Supplied information →
===

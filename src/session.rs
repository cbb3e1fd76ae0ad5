use crate::client::{ClientResult, TodoClient};
use crate::model::{day_key, month_bounds, Importance, Todo};
use crate::store::TodoStore;
use chrono::NaiveDate;
use std::collections::HashMap;

/// Longest accepted title, in characters.
pub const MAX_TITLE_LEN: usize = 256;

/// Result of an add attempt. An empty (trimmed) or overlong title is rejected
/// locally and never reaches the network.
#[derive(Debug, Clone, PartialEq)]
pub enum AddOutcome {
    EmptyTitle,
    TitleTooLong,
    Added(Todo),
}

/// The todo cache plus the remote client that keeps it in sync.
///
/// Mutations are applied to the cache only after the backend confirms, so a
/// failed call leaves local state at its pre-call value with nothing to roll
/// back. Concurrent refreshes are last-response-wins; acceptable for a
/// single-user, single-tab session.
pub struct TodoSession {
    client: TodoClient,
    store: TodoStore,
    // Uploaded-image URL per day, held client-side only until the next add.
    pending_uploads: HashMap<String, String>,
}

impl TodoSession {
    pub fn new(client: TodoClient) -> Self {
        Self {
            client,
            store: TodoStore::new(),
            pending_uploads: HashMap::new(),
        }
    }

    pub fn store(&self) -> &TodoStore {
        &self.store
    }

    /// Fetch the whole month containing `anchor` and replace the entire
    /// cache with the grouped result. Days outside the window are dropped.
    pub async fn refresh_month(&mut self, anchor: NaiveDate) -> ClientResult<()> {
        let (first, last) = month_bounds(anchor);
        let todos = self.client.list_range(first, last).await?;
        self.store.replace_all(todos);
        Ok(())
    }

    /// Refetch a single day, replacing only that day's entry.
    pub async fn refresh_day(&mut self, day: NaiveDate) -> ClientResult<()> {
        let todos = self.client.list_day(day).await?;
        self.store.replace_day(day, todos);
        Ok(())
    }

    /// Validate and create. The backend-assigned todo is appended to its
    /// day's sequence. The day's pending upload is dropped without being
    /// sent; the create request never carries it.
    pub async fn add(&mut self, day: NaiveDate, title: &str) -> ClientResult<AddOutcome> {
        let title = title.trim();
        if title.is_empty() {
            return Ok(AddOutcome::EmptyTitle);
        }
        if title.chars().count() > MAX_TITLE_LEN {
            return Ok(AddOutcome::TitleTooLong);
        }
        let todo = self.client.create(title, day).await?;
        self.pending_uploads.remove(&day_key(day));
        self.store.append(todo.clone());
        Ok(AddOutcome::Added(todo))
    }

    /// Delete, then resynchronize the selected day from the backend rather
    /// than removing the item pre-emptively.
    pub async fn delete(&mut self, id: i64, selected_day: NaiveDate) -> ClientResult<()> {
        self.client.remove(id).await?;
        self.refresh_day(selected_day).await
    }

    /// Toggle server-side, then file the returned record under the day the
    /// backend says it belongs to.
    pub async fn toggle_completed(&mut self, id: i64) -> ClientResult<Todo> {
        let updated = self.client.toggle_completed(id).await?;
        self.store.apply_toggled(updated.clone());
        Ok(updated)
    }

    /// Advance importance one step (low -> middle -> high -> low).
    ///
    /// The current value is looked up under `selected_day` only; an id cached
    /// under some other day cannot be cycled through this path. That case is
    /// logged and swallowed, returning `Ok(None)`.
    pub async fn cycle_importance(
        &mut self,
        id: i64,
        selected_day: NaiveDate,
    ) -> ClientResult<Option<Importance>> {
        let Some(current) = self.store.importance_of(selected_day, id) else {
            log::warn!(
                "cycle_importance: todo {} not cached under {}, ignoring",
                id,
                day_key(selected_day)
            );
            return Ok(None);
        };
        let next = current.next();
        self.client.set_importance(id, next).await?;
        self.store.patch_importance(selected_day, id, next);
        Ok(Some(next))
    }

    /// Upload a file and remember its URL for `day` until the next add.
    /// The association is held client-side only and never reaches the
    /// backend.
    pub async fn upload_attachment(
        &mut self,
        day: NaiveDate,
        filename: &str,
        bytes: Vec<u8>,
    ) -> ClientResult<String> {
        let url = self.client.upload(filename, bytes).await?;
        self.pending_uploads.insert(day_key(day), url.clone());
        Ok(url)
    }

    pub fn pending_upload(&self, day: NaiveDate) -> Option<&str> {
        self.pending_uploads.get(&day_key(day)).map(String::as_str)
    }
}
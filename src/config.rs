use anyhow::Result;
use directories::ProjectDirs;
use serde::{Deserialize, Serialize};
use std::fs;
use std::path::PathBuf;

fn default_base_url() -> String {
    "http://localhost:3000/api".to_string()
}

/// Explicit theme value threaded into the views; no ambient global.
#[derive(Deserialize, Serialize, Clone, Copy, Debug, Default, PartialEq, Eq)]
#[serde(rename_all = "lowercase")]
pub enum Theme {
    #[default]
    Light,
    Dark,
}

#[derive(Deserialize, Serialize, Clone, Debug)]
pub struct Config {
    #[serde(default = "default_base_url")]
    pub base_url: String,

    #[serde(default)]
    pub theme: Theme,
}

impl Default for Config {
    fn default() -> Self {
        Self {
            base_url: default_base_url(),
            theme: Theme::default(),
        }
    }
}

impl Config {
    fn get_path() -> Result<PathBuf> {
        if let Some(proj_dirs) = ProjectDirs::from("org", "taskmate", "taskmate") {
            let config_dir = proj_dirs.config_dir();
            if !config_dir.exists() {
                fs::create_dir_all(config_dir)?;
            }
            return Ok(config_dir.join("config.toml"));
        }
        Err(anyhow::anyhow!("Could not determine config path"))
    }

    pub fn load() -> Result<Self> {
        let path = Self::get_path()?;
        if path.exists() {
            let contents = fs::read_to_string(path)?;
            let config: Config = toml::from_str(&contents)?;
            return Ok(config);
        }
        Err(anyhow::anyhow!("Config file not found"))
    }

    pub fn save(&self) -> Result<()> {
        let path = Self::get_path()?;
        let toml_str = toml::to_string_pretty(self)?;
        fs::write(path, toml_str)?;
        Ok(())
    }

    pub fn get_path_string() -> Result<String> {
        let path = Self::get_path()?;
        Ok(path.to_string_lossy().to_string())
    }
}

#[cfg(test)]
mod tests {
    use super::*;

    #[test]
    fn test_missing_fields_fall_back_to_defaults() {
        let cfg: Config = toml::from_str("").unwrap();
        assert_eq!(cfg.base_url, "http://localhost:3000/api");
        assert_eq!(cfg.theme, Theme::Light);
    }

    #[test]
    fn test_theme_parses_lowercase() {
        let cfg: Config = toml::from_str("theme = \"dark\"").unwrap();
        assert_eq!(cfg.theme, Theme::Dark);
    }
}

===

Task details → Everything from the first line above through the line that contains "replace the entire" should be duplicated exactly, please, and nothing beyond it.

Written response →
filename src/session.rs
repository cbb3e1fd76ae0ad5
use crate::client::{ClientResult, TodoClient};
use crate::model::{day_key, month_bounds, Importance, Todo};
use crate::store::TodoStore;
use chrono::NaiveDate;
use std::collections::HashMap;

/// Longest accepted title, in characters.
pub const MAX_TITLE_LEN: usize = 256;

/// Result of an add attempt. An empty (trimmed) or overlong title is rejected
/// locally and never reaches the network.
#[derive(Debug, Clone, PartialEq)]
pub enum AddOutcome {
    EmptyTitle,
    TitleTooLong,
    Added(Todo),
}

/// The todo cache plus the remote client that keeps it in sync.
///
/// Mutations are applied to the cache only after the backend confirms, so a
/// failed call leaves local state at its pre-call value with nothing to roll
/// back. Concurrent refreshes are last-response-wins; acceptable for a
/// single-user, single-tab session.
pub struct TodoSession {
    client: TodoClient,
    store: TodoStore,
    // Uploaded-image URL per day, held client-side only until the next add.
    pending_uploads: HashMap<String, String>,
}

impl TodoSession {
    pub fn new(client: TodoClient) -> Self {
        Self {
            client,
            store: TodoStore::new(),
            pending_uploads: HashMap::new(),
        }
    }

    pub fn store(&self) -> &TodoStore {
        &self.store
    }

    /// Fetch the whole month containing `anchor` and replace the entire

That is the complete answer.